I need to set up multiple surface pro 3/5 for end users.
The users will have a bluetooth scanning gun.
Barcodes will be scanned to a web app.
So far I have successfully insatalled
Description: Ubuntu 24.04.1
Codename: noble
I kind of went on a dive with mir-kiosk and that did not work. It was kind of glitchy.
I would apreciate any suggestions on what route I should take with this.
Specifically on how I should deploy them. I read something about setting one up first then using clonezilla to clone
Aslo someone asked me to use PXE.
Appologies if I am in the wrong discussion. Please point me in the right direction if I am.
Thank You
eeicmeyer,
Question. Is there a reason I would need to take that step.
It seems like the instalation -bootstick image- is working pretty well on its own.
I installed some a few months ago and I did have to do some troubleshooting with some settings to get the touch and rotation settings to work correctly, but now it seems like there was an update and everything seems to work fine.
Based on my own experience with a Surface Pro 4. YMMV.

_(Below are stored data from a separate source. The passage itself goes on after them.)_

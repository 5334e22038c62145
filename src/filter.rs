//! Conservative pre-filter over a stored collection.
//!
//! # Theory
//!
//! Dominance is a componentwise order on *profiles*: suffix counts for
//! [`PackingMode::Nested`], suffix volumes for [`PackingMode::Volume`] and
//! range sums for [`PackingMode::Exact`]. If an item fits into a query then
//! every profile value of the item is at most the query's.
//!
//! Each stored item is reduced to a *signature*: its profile at `D` class
//! thresholds, each value mapped to a log2 bucket. Bucketing is monotone,
//! so the componentwise order survives. Signatures go into a Bloom bit
//! array, and a per-dimension envelope (min and max) is kept beside it.
//!
//! A query enumerates every signature between its own and the envelope
//! bound and probes the Bloom array. A stored item that could satisfy the
//! query has its signature inside that box and was inserted, so a probe
//! hits: the filter has no false negatives. Hash collisions and coarse
//! buckets only cause false positives.
//!
//! # Sizing
//!
//! With `n` distinct signatures and target rate `p`:
//! `m = ceil(-n ln p / ln² 2)` bits and `k = round(m / n · ln 2)` hashes.

use std::mem;

use ahash::{AHashSet, RandomState};
use tracing::debug;

use crate::config::FilterConfig;
use crate::error::Result;
use crate::multiset::{Multiset, PackingMode};

/// Which side of the relation the stored items play.
#[derive(Clone, Copy, Debug, PartialEq, Eq, Hash)]
pub enum Direction {
    /// Stored item is the candidate, the query is the target.
    ItemsIntoQuery,
    /// The query is the candidate, the stored item is the target.
    QueryIntoItems,
}

/// Bloom bit array of dominance signatures plus their envelope.
#[derive(Clone, Debug)]
pub struct PreFilter {
    mode: PackingMode,
    class_count: usize,
    thresholds: Vec<usize>,
    buckets: usize,
    max_probes: usize,
    bits: Vec<u64>,
    bit_count: u64,
    hash_count: u32,
    signature_count: usize,
    lower: Vec<u8>,
    upper: Vec<u8>,
}

impl PreFilter {
    /// Build the filter for `items`, which must share one class count.
    pub fn build(items: &[Multiset], mode: PackingMode, config: &FilterConfig) -> Result<Self> {
        config.validate()?;
        let class_count = items.first().map_or(0, Multiset::class_count);
        for item in items {
            item.check_class_count(class_count)?;
        }

        let dimensions = config.dimensions.min(class_count.max(1));
        let thresholds: Vec<usize> = (0..dimensions)
            .map(|d| d * class_count / dimensions)
            .collect();

        let mut filter = Self {
            mode,
            class_count,
            thresholds,
            buckets: config.buckets,
            max_probes: config.max_probes,
            bits: Vec::new(),
            bit_count: 0,
            hash_count: 1,
            signature_count: 0,
            lower: Vec::new(),
            upper: Vec::new(),
        };

        let signatures: AHashSet<Vec<u8>> =
            items.iter().map(|item| filter.signature(item)).collect();
        filter.size_for(signatures.len(), config.false_positive_rate);
        for sig in &signatures {
            filter.insert(sig);
        }

        debug!(
            items = items.len(),
            signatures = filter.signature_count,
            bits = filter.bit_count,
            hashes = filter.hash_count,
            ?mode,
            "pre-filter built"
        );
        Ok(filter)
    }

    /// Could any stored item satisfy the relation with `query`?
    ///
    /// `false` is exact: no stored item passes [`Multiset::dominates`] in
    /// the requested direction. `true` may be spurious.
    pub fn could_satisfy(&self, query: &Multiset, direction: Direction) -> Result<bool> {
        query.check_class_count(self.class_count)?;
        if self.signature_count == 0 {
            return Ok(false);
        }

        let sig = self.signature(query);
        let (lo, hi): (Vec<u8>, Vec<u8>) = match direction {
            Direction::ItemsIntoQuery => (self.lower.clone(), sig),
            Direction::QueryIntoItems => (sig, self.upper.clone()),
        };
        if lo.iter().zip(&hi).any(|(l, h)| l > h) {
            return Ok(false);
        }

        let probes = lo
            .iter()
            .zip(&hi)
            .try_fold(1usize, |acc, (&l, &h)| acc.checked_mul((h - l) as usize + 1));
        match probes {
            Some(n) if n <= self.max_probes => Ok(self.any_in_box(&lo, &hi)),
            _ => Ok(true),
        }
    }

    /// Packing mode the signatures were built for.
    pub fn mode(&self) -> PackingMode {
        self.mode
    }

    /// Number of bits in the Bloom array.
    pub fn bit_count(&self) -> u64 {
        self.bit_count
    }

    /// Number of hash functions per key.
    pub fn hash_count(&self) -> u32 {
        self.hash_count
    }

    /// Number of distinct signatures inserted.
    pub fn signature_count(&self) -> usize {
        self.signature_count
    }

    /// Estimated bytes held by the filter.
    pub fn memory_footprint(&self) -> usize {
        mem::size_of::<Self>()
            + self.bits.capacity() * mem::size_of::<u64>()
            + self.thresholds.capacity() * mem::size_of::<usize>()
            + self.lower.capacity()
            + self.upper.capacity()
    }

    fn size_for(&mut self, n: usize, rate: f64) {
        self.signature_count = n;
        if n == 0 {
            return;
        }
        let ln2 = std::f64::consts::LN_2;
        let m = (-(n as f64) * rate.ln() / (ln2 * ln2)).ceil().max(64.0) as u64;
        let k = ((m as f64 / n as f64) * ln2).round().clamp(1.0, 16.0) as u32;
        self.bit_count = m;
        self.hash_count = k;
        self.bits = vec![0u64; m.div_ceil(64) as usize];
    }

    fn insert(&mut self, sig: &[u8]) {
        if self.lower.is_empty() && self.upper.is_empty() {
            self.lower = sig.to_vec();
            self.upper = sig.to_vec();
        } else {
            for (d, &b) in sig.iter().enumerate() {
                self.lower[d] = self.lower[d].min(b);
                self.upper[d] = self.upper[d].max(b);
            }
        }
        for bit in self.bit_positions(sig) {
            self.bits[(bit / 64) as usize] |= 1u64 << (bit % 64);
        }
    }

    fn contains(&self, sig: &[u8]) -> bool {
        self.bit_positions(sig)
            .all(|bit| self.bits[(bit / 64) as usize] & (1u64 << (bit % 64)) != 0)
    }

    /// Double hashing: `h1 + i·h2 mod m`.
    fn bit_positions(&self, sig: &[u8]) -> impl Iterator<Item = u64> {
        let h1 = hasher(0).hash_one(sig);
        let h2 = hasher(1).hash_one(sig) | 1;
        let m = self.bit_count;
        (0..self.hash_count as u64).map(move |i| h1.wrapping_add(i.wrapping_mul(h2)) % m)
    }

    /// Probe every signature in the box `lo..=hi`.
    fn any_in_box(&self, lo: &[u8], hi: &[u8]) -> bool {
        let mut cur = lo.to_vec();
        loop {
            if self.contains(&cur) {
                return true;
            }
            let mut d = cur.len();
            loop {
                if d == 0 {
                    return false;
                }
                d -= 1;
                if cur[d] < hi[d] {
                    cur[d] += 1;
                    cur[d + 1..].copy_from_slice(&lo[d + 1..]);
                    break;
                }
            }
        }
    }

    fn signature(&self, m: &Multiset) -> Vec<u8> {
        let counts = m.counts();
        let weight = |class: usize, c: u32| match self.mode {
            PackingMode::Volume => class as u64 * c as u64,
            PackingMode::Nested | PackingMode::Exact => c as u64,
        };
        self.thresholds
            .iter()
            .enumerate()
            .map(|(d, &start)| {
                let end = match self.mode {
                    PackingMode::Exact => self
                        .thresholds
                        .get(d + 1)
                        .copied()
                        .unwrap_or(self.class_count),
                    PackingMode::Nested | PackingMode::Volume => self.class_count,
                };
                let value: u64 = counts[start..end]
                    .iter()
                    .enumerate()
                    .map(|(offset, &c)| weight(start + offset, c))
                    .sum();
                self.bucket(value)
            })
            .collect()
    }

    /// `0 ↦ 0`, `x ↦ min(B - 1, 1 + floor(log2 x))`.
    fn bucket(&self, value: u64) -> u8 {
        if value == 0 {
            return 0;
        }
        let log = 64 - value.leading_zeros() as usize;
        log.min(self.buckets - 1) as u8
    }
}

/// Fixed seeds keep signatures stable across filters and runs.
fn hasher(index: u64) -> RandomState {
    RandomState::with_seeds(
        0x243f_6a88_85a3_08d3 ^ index,
        0x1319_8a2e_0370_7344,
        0xa409_3822_299f_31d0,
        0x082e_fa98_ec4e_6c89 ^ index.rotate_left(17),
    )
}

#[cfg(test)]
mod tests {
    use super::*;

    fn ms(counts: &[u32]) -> Multiset {
        Multiset::new(counts.to_vec())
    }

    fn build(items: &[Multiset], mode: PackingMode) -> PreFilter {
        PreFilter::build(items, mode, &FilterConfig::default()).unwrap()
    }

    #[test]
    fn test_sizing() {
        let items: Vec<Multiset> = (0..500u32).map(|i| ms(&[i, i % 7, i % 3, 1])).collect();
        let f = build(&items, PackingMode::Nested);
        assert!(f.signature_count() > 0);
        assert!(f.signature_count() <= items.len());
        assert!(f.bit_count() >= 64);
        assert!((1..=16).contains(&f.hash_count()));
        assert!(f.memory_footprint() >= f.bits.len() * 8);
    }

    #[test]
    fn test_bucket_monotone() {
        let f = build(&[ms(&[1])], PackingMode::Nested);
        let mut prev = 0;
        for v in 0..5000u64 {
            let b = f.bucket(v);
            assert!(b >= prev);
            prev = b;
        }
        assert_eq!(f.bucket(0), 0);
        assert_eq!(f.bucket(1), 1);
        assert_eq!(f.bucket(u64::MAX), 23);
    }

    #[test]
    fn test_rejects_too_small_query() {
        let items = vec![ms(&[0, 0, 5]), ms(&[0, 3, 3])];
        let f = build(&items, PackingMode::Nested);
        // Nothing fits into an empty query.
        assert!(!f
            .could_satisfy(&ms(&[0, 0, 0]), Direction::ItemsIntoQuery)
            .unwrap());
        // A large query may take them.
        assert!(f
            .could_satisfy(&ms(&[0, 0, 10]), Direction::ItemsIntoQuery)
            .unwrap());
    }

    #[test]
    fn test_query_into_items_direction() {
        let items = vec![ms(&[1, 0, 0]), ms(&[0, 2, 0])];
        let f = build(&items, PackingMode::Nested);
        assert!(!f
            .could_satisfy(&ms(&[0, 0, 64]), Direction::QueryIntoItems)
            .unwrap());
        assert!(f
            .could_satisfy(&ms(&[1, 0, 0]), Direction::QueryIntoItems)
            .unwrap());
        // The empty query fits into every item.
        assert!(f
            .could_satisfy(&ms(&[0, 0, 0]), Direction::QueryIntoItems)
            .unwrap());
    }

    #[test]
    fn test_no_false_negatives_on_members() {
        for mode in [PackingMode::Nested, PackingMode::Exact, PackingMode::Volume] {
            let items: Vec<Multiset> = (0..200u32)
                .map(|i| ms(&[i % 5, i % 11, (i * 7) % 13, i % 2, i % 3, 0, i % 4]))
                .collect();
            let f = build(&items, mode);
            for item in &items {
                assert!(f.could_satisfy(item, Direction::ItemsIntoQuery).unwrap());
                assert!(f.could_satisfy(item, Direction::QueryIntoItems).unwrap());
            }
        }
    }

    #[test]
    fn test_probe_budget_is_conservative() {
        let items = vec![ms(&[0, 0, 0, 1])];
        let cfg = FilterConfig::default().with_max_probes(1);
        let f = PreFilter::build(&items, PackingMode::Nested, &cfg).unwrap();
        // Box larger than the budget: answer "maybe" without probing.
        assert!(f
            .could_satisfy(&ms(&[900, 900, 900, 900]), Direction::ItemsIntoQuery)
            .unwrap());
    }

    #[test]
    fn test_class_count_checked() {
        let f = build(&[ms(&[1, 2])], PackingMode::Nested);
        assert!(f
            .could_satisfy(&ms(&[1, 2, 3]), Direction::ItemsIntoQuery)
            .is_err());
        assert!(PreFilter::build(
            &[ms(&[1, 2]), ms(&[1])],
            PackingMode::Nested,
            &FilterConfig::default()
        )
        .is_err());
    }

    #[test]
    fn test_volume_signature_ignores_zero_sizes() {
        let f = build(&[ms(&[9, 0, 0, 0])], PackingMode::Volume);
        // Only size-0 items stored: they fit into anything.
        assert!(f
            .could_satisfy(&ms(&[0, 0, 0, 0]), Direction::ItemsIntoQuery)
            .unwrap());
    }
}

Quick update—I wanted to share the path that finally worked for me after chasing down a few rabbit holes (Xubuntu, standard GNOME, etc.). Each flavor came with its own headaches—Wayland didn’t play nicely with Splashtop (although I’ve since retired Splashtop altogether), Bluetooth kept dropping out, and screen rotation was flaky.
In the end, I settled on the GNOME‐on‐Ubuntu Server approach outlined below, then cloned that setup ten times for testing. If all goes well, I’ll roll it out to many more devices. There was prob a better way, so please, feedback or suggestions are absolutely welcome.
Tech stack & tools:
- OS: Ubuntu Server 20.04+
- Desktop: GNOME (gnome-session, GDM3)
- Browser: Chromium via Snap, auto-launched in kiosk mode
- Lockdown:
gsettings
tweaks for idle-delay, power settings, hiding shell UI, disabling settings/app switch
- Extensions: Dash-to-Dock (built from source) to remove the “show apps” button
- Snapshots: Timeshift for safe restore points at key stages
- Networking: NetworkManager + Netplan tweaks to keep the Wi-Fi icon alive
- Imaging (optional): Clonezilla for USB cloning.
What I did, in a nutshell:
- Installed GNOME on Ubuntu Server, then snapped in Chromium.
- Created a
kiosk
user, granted sudo
, and set up GDM for auto-login.
- Autostarted Chromium pointing at our barcode URL in true full-screen kiosk mode.
- Locked everything down via GSettings: no screen sleep, no lock screen, no “Settings” app, no app launcher… you name it, it’s hidden.
- Built and enabled Dash-to-Dock from GitHub so I could strip out that pesky nine-dot “show apps” button.
- Snapped the system with Timeshift after each major milestone (GNOME, kiosk setup, network fix, etc.), so rollback is trivial.
- Added and configured NetworkManager to keep the Wi-Fi icon in the tray (trust me, you’ll need it).
- Optional Clonezilla flow: Create an ISO stick, image & restore multiple devices
- Final lockdown: disabled logout/user-switch, optionally removed the control center—just enough so nobody accidentally ends up at a login prompt.